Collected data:
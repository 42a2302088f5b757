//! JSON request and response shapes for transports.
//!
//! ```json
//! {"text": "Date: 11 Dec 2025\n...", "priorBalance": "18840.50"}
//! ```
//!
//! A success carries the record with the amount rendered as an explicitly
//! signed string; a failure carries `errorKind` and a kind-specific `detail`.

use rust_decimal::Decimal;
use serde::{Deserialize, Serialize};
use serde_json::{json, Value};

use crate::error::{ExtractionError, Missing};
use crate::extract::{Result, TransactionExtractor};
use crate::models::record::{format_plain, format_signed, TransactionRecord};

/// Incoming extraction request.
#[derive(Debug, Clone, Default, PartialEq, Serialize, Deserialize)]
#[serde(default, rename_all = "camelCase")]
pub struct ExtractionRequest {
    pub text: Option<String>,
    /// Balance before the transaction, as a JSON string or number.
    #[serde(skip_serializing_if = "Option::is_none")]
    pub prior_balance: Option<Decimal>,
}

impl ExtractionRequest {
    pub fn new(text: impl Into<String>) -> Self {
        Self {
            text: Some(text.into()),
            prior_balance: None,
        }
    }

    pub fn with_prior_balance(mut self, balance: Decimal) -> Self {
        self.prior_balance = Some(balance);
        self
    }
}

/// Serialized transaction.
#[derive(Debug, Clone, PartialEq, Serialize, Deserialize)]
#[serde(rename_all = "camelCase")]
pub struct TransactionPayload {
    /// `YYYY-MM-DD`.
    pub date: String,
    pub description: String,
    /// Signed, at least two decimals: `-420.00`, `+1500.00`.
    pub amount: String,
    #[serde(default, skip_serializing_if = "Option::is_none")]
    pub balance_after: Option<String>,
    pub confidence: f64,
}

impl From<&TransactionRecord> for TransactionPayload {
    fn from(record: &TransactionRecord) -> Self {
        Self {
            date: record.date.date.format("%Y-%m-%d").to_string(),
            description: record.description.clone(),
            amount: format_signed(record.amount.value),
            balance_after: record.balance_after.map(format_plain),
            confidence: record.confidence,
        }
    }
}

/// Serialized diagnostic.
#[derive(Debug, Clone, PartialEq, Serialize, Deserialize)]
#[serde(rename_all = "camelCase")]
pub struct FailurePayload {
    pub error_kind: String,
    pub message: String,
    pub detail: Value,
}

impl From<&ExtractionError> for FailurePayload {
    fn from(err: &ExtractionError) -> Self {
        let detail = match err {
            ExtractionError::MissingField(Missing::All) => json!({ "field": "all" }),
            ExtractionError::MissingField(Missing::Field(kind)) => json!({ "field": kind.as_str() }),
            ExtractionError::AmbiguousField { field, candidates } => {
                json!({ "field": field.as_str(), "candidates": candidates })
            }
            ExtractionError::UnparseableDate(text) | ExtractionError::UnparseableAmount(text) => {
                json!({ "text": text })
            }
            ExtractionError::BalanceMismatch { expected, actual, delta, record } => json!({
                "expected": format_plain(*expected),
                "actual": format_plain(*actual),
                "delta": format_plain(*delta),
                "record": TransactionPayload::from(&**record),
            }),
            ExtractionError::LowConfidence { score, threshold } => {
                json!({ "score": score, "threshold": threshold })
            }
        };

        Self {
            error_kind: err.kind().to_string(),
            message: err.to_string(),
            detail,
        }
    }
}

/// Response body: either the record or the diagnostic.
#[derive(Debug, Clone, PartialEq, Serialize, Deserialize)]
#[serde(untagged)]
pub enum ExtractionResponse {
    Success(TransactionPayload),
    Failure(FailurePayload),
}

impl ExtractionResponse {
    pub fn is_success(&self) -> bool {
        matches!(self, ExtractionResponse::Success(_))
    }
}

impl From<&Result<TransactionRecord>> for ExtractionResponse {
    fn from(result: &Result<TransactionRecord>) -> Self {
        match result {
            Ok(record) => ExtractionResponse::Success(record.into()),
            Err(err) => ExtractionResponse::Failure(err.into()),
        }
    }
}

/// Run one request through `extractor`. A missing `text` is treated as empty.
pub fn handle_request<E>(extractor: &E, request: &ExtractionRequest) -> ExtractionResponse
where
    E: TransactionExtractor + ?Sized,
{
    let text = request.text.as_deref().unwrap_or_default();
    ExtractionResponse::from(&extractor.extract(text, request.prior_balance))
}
--
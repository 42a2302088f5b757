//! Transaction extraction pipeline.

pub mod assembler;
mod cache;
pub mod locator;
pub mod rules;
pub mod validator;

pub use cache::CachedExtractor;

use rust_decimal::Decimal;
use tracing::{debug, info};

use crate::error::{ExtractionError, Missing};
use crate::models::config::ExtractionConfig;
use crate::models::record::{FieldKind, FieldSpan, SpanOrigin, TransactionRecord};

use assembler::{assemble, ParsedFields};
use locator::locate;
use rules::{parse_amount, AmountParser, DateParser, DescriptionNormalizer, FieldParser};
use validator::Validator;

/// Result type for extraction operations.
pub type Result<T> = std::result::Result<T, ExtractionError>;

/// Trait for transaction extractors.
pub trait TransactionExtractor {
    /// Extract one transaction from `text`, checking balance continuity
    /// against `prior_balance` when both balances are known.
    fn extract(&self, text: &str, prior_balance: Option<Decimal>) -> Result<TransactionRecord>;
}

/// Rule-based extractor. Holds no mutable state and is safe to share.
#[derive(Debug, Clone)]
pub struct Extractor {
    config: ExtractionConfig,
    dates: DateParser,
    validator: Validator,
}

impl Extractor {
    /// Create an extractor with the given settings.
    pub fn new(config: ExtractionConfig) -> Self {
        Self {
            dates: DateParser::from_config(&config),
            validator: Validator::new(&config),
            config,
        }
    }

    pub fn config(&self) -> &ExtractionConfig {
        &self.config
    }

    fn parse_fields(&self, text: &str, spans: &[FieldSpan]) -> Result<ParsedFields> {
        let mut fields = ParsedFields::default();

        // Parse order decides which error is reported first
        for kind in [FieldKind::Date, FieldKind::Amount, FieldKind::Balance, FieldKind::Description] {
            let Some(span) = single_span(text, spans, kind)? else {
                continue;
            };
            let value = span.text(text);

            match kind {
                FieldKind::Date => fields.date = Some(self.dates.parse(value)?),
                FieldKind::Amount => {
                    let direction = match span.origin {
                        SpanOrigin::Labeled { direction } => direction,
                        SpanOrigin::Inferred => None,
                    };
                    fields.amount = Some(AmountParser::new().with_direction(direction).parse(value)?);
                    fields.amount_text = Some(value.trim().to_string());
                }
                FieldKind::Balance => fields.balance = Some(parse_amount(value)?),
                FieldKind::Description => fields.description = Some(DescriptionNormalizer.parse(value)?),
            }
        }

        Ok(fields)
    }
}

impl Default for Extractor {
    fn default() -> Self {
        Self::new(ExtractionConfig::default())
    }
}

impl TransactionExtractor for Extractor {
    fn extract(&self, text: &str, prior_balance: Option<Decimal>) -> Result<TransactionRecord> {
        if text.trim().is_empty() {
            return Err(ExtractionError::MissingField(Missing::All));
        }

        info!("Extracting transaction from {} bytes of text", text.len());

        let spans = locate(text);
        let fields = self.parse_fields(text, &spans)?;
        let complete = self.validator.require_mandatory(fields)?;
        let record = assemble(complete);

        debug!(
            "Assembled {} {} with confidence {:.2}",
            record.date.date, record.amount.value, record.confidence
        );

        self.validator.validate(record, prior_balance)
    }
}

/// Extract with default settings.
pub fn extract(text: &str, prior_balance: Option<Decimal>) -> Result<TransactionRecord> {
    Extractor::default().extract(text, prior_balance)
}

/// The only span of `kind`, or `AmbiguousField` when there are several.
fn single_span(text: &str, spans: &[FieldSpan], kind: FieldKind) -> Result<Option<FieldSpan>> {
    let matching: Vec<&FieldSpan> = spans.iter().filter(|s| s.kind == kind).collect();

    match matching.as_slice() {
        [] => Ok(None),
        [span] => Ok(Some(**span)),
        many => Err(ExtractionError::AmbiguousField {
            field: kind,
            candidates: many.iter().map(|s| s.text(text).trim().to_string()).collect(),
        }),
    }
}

__Your instructions__
Could you filter the entries above for lines holding the string "detail" and copy them?

__Exercise result__
//! signed string; a failure carries `errorKind` and a kind-specific `detail`.
    pub detail: Value,
        let detail = match err {
            detail,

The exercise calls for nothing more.